Melissa heads to Disneyworld for cheerleading champs

Two minutes and 30 seconds is all Kitimat’s Melissa Yeoh and her fellow teammates have to impress the judges at this weekend’s ICU World Cup Cheerleading Championships in Orlando, Florida.

Melissa and the rest of the athletes on the Thompson Rivers University (TRU) cheerleading WolfPack team will compete against teams from around the world at the Championships.

They secured a spot in the competition at the 2019 True North Championships when the WolfPack program received a full paid bid to attend what is dubbed the most competitive and coveted university cheer competition.

WolfPack is one of only eight Canadian teams to receive a bid, which covers their entry fee and accommodation costs. The athletes have to cover their airfare and their food.

This is the first time that the relatively new TRU WolfPack program has been invited to attend the Cheerleading Championship.

The 15-member team will use the same routine at the Championships that it uses for all its 2020 spring competitions. Each team is required to perform a two minute and thirty second-routine, consisting of music, counts and chanting.

The emphasis is on making a big impression, showing all their skills – tumbling, dancing and chanting – in a fun, high-energy routine, which requires a lot of stamina and endurance, an athletic sport that requires working out in the gym, doing weight and cardio training.
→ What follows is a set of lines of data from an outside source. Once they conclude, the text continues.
//! Transport port between the engine and the central authority.

use crate::error::{SyncError, SyncResult};
use mastersync_protocol::{BatchRequest, SyncBatch};
use parking_lot::Mutex;
use serde_json::Value;
use std::sync::atomic::{AtomicBool, AtomicUsize, Ordering};

/// Fetches batches and schema documents from the authority.
///
/// Implementations only ever hand the engine payloads that already passed
/// response verification.
pub trait SyncTransport: Send + Sync {
    /// Fetches one sync batch.
    fn fetch(&self, request: &BatchRequest) -> SyncResult<SyncBatch>;

    /// Fetches the latest identity schema document, `None` if the authority
    /// has none.
    fn fetch_schema(&self, trigger_point: &str) -> SyncResult<Option<Value>>;

    /// Returns true if the authority can currently be reached.
    fn is_reachable(&self) -> bool;
}

/// A mock transport for testing.
///
/// Counts every call so tests can assert that nothing was fetched.
#[derive(Debug)]
pub struct MockTransport {
    reachable: AtomicBool,
    batch: Mutex<Option<SyncBatch>>,
    schema: Mutex<Option<Value>>,
    fetch_failure: Mutex<Option<String>>,
    last_trigger_point: Mutex<Option<String>>,
    fetch_calls: AtomicUsize,
    schema_calls: AtomicUsize,
}

impl MockTransport {
    /// Creates a reachable mock with nothing to serve.
    pub fn new() -> Self {
        Self {
            reachable: AtomicBool::new(true),
            batch: Mutex::new(None),
            schema: Mutex::new(None),
            fetch_failure: Mutex::new(None),
            last_trigger_point: Mutex::new(None),
            fetch_calls: AtomicUsize::new(0),
            schema_calls: AtomicUsize::new(0),
        }
    }

    /// Sets the batch returned by `fetch`.
    pub fn set_batch(&self, batch: SyncBatch) {
        *self.batch.lock() = Some(batch);
    }

    /// Sets the schema document returned by `fetch_schema`.
    pub fn set_schema(&self, schema: Value) {
        *self.schema.lock() = Some(schema);
    }

    /// Makes `fetch` fail with a retryable network error.
    pub fn fail_fetch(&self, message: impl Into<String>) {
        *self.fetch_failure.lock() = Some(message.into());
    }

    /// Sets reachability.
    pub fn set_reachable(&self, reachable: bool) {
        self.reachable.store(reachable, Ordering::SeqCst);
    }

    /// Number of `fetch` calls.
    pub fn fetch_calls(&self) -> usize {
        self.fetch_calls.load(Ordering::SeqCst)
    }

    /// Number of `fetch_schema` calls.
    pub fn schema_calls(&self) -> usize {
        self.schema_calls.load(Ordering::SeqCst)
    }

    /// Trigger point of the last `fetch_schema` call.
    pub fn last_trigger_point(&self) -> Option<String> {
        self.last_trigger_point.lock().clone()
    }
}

impl Default for MockTransport {
    fn default() -> Self {
        Self::new()
    }
}

impl SyncTransport for MockTransport {
    fn fetch(&self, _request: &BatchRequest) -> SyncResult<SyncBatch> {
        self.fetch_calls.fetch_add(1, Ordering::SeqCst);
        if !self.is_reachable() {
            return Err(SyncError::NoNetwork);
        }
        if let Some(message) = self.fetch_failure.lock().clone() {
            return Err(SyncError::network_retryable(message));
        }
        self.batch
            .lock()
            .clone()
            .ok_or_else(|| SyncError::network_fatal("no mock batch set"))
    }

    fn fetch_schema(&self, trigger_point: &str) -> SyncResult<Option<Value>> {
        self.schema_calls.fetch_add(1, Ordering::SeqCst);
        *self.last_trigger_point.lock() = Some(trigger_point.to_string());
        if !self.is_reachable() {
            return Err(SyncError::NoNetwork);
        }
        Ok(self.schema.lock().clone())
    }

    fn is_reachable(&self) -> bool {
        self.reachable.load(Ordering::SeqCst)
    }
}
//! Error types for MasterSync core.

use crate::shape::FieldType;
use thiserror::Error;

/// Result type for core operations.
pub type CoreResult<T> = Result<T, CoreError>;

/// Result type for record building.
pub type BuildResult<T> = Result<T, BuildError>;

/// Errors raised while turning a generic record into an entity.
#[derive(Debug, Error, Clone, PartialEq, Eq)]
pub enum BuildError {
    /// A required field is absent or null.
    #[error("{shape}: missing required field '{field}'")]
    MissingField {
        /// Shape being built.
        shape: String,
        /// Name of the missing field.
        field: String,
    },

    /// A field value cannot be coerced to its declared type.
    #[error("{shape}: field '{field}' expected {expected}, found {found}")]
    TypeMismatch {
        /// Shape being built.
        shape: String,
        /// Name of the offending field.
        field: String,
        /// Declared field type.
        expected: FieldType,
        /// Short rendering of the value found.
        found: String,
    },
}

impl BuildError {
    /// Creates a missing field error.
    pub fn missing_field(shape: &str, field: &str) -> Self {
        Self::MissingField {
            shape: shape.to_string(),
            field: field.to_string(),
        }
    }

    /// Creates a type mismatch error.
    pub fn type_mismatch(
        shape: &str,
        field: &str,
        expected: FieldType,
        found: impl Into<String>,
    ) -> Self {
        Self::TypeMismatch {
            shape: shape.to_string(),
            field: field.to_string(),
            expected,
            found: found.into(),
        }
    }
}

/// Errors that can occur in MasterSync core operations.
#[derive(Debug, Error, Clone, PartialEq, Eq)]
pub enum CoreError {
    /// No shape is resolvable for the category name.
    #[error("unknown category: no shape resolvable for '{name}'")]
    UnknownCategory {
        /// The wire category name.
        name: String,
    },

    /// A record could not be built.
    #[error(transparent)]
    Build(#[from] BuildError),
}

impl CoreError {
    /// Creates an unknown category error.
    pub fn unknown_category(name: impl Into<String>) -> Self {
        Self::UnknownCategory { name: name.into() }
    }
}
Born in Kitimat, Melissa started her schooling at St. Anthony’s, graduating from MEMSS before moving down south to study respiratory therapy at TRU.

A keen gymnast, Melissa had never really thought of taking up cheerleading until she saw the sport being performed at university.

“I started gymnastics when I was about two years old carried on with it throughout my schooling. Cheerleading was never really a thing in Kitimat,” said Melissa. “Gymnastics definitely helping with tumbling part of cheerleading.”

She said the biggest change switching from gymnastics to cheerleading was competing as part of a team, not as an individual anymore.

“As long as you have a good attitude and you’re willing to try something new, cheerleading is a fun experience. I have made a lot of friends on the team.”

She said the biggest challenge with cheerleading is learning new terms, routines and stunts, none of which she had encountered during her gymnastics career.

Her advice for youngsters wanting to get into cheerleading is to have a positive attitude.

“You don’t need experience in dance or gymnastics. The main thing the coaches look for is attitude,” said Melissa, who intends competing throughout her university career.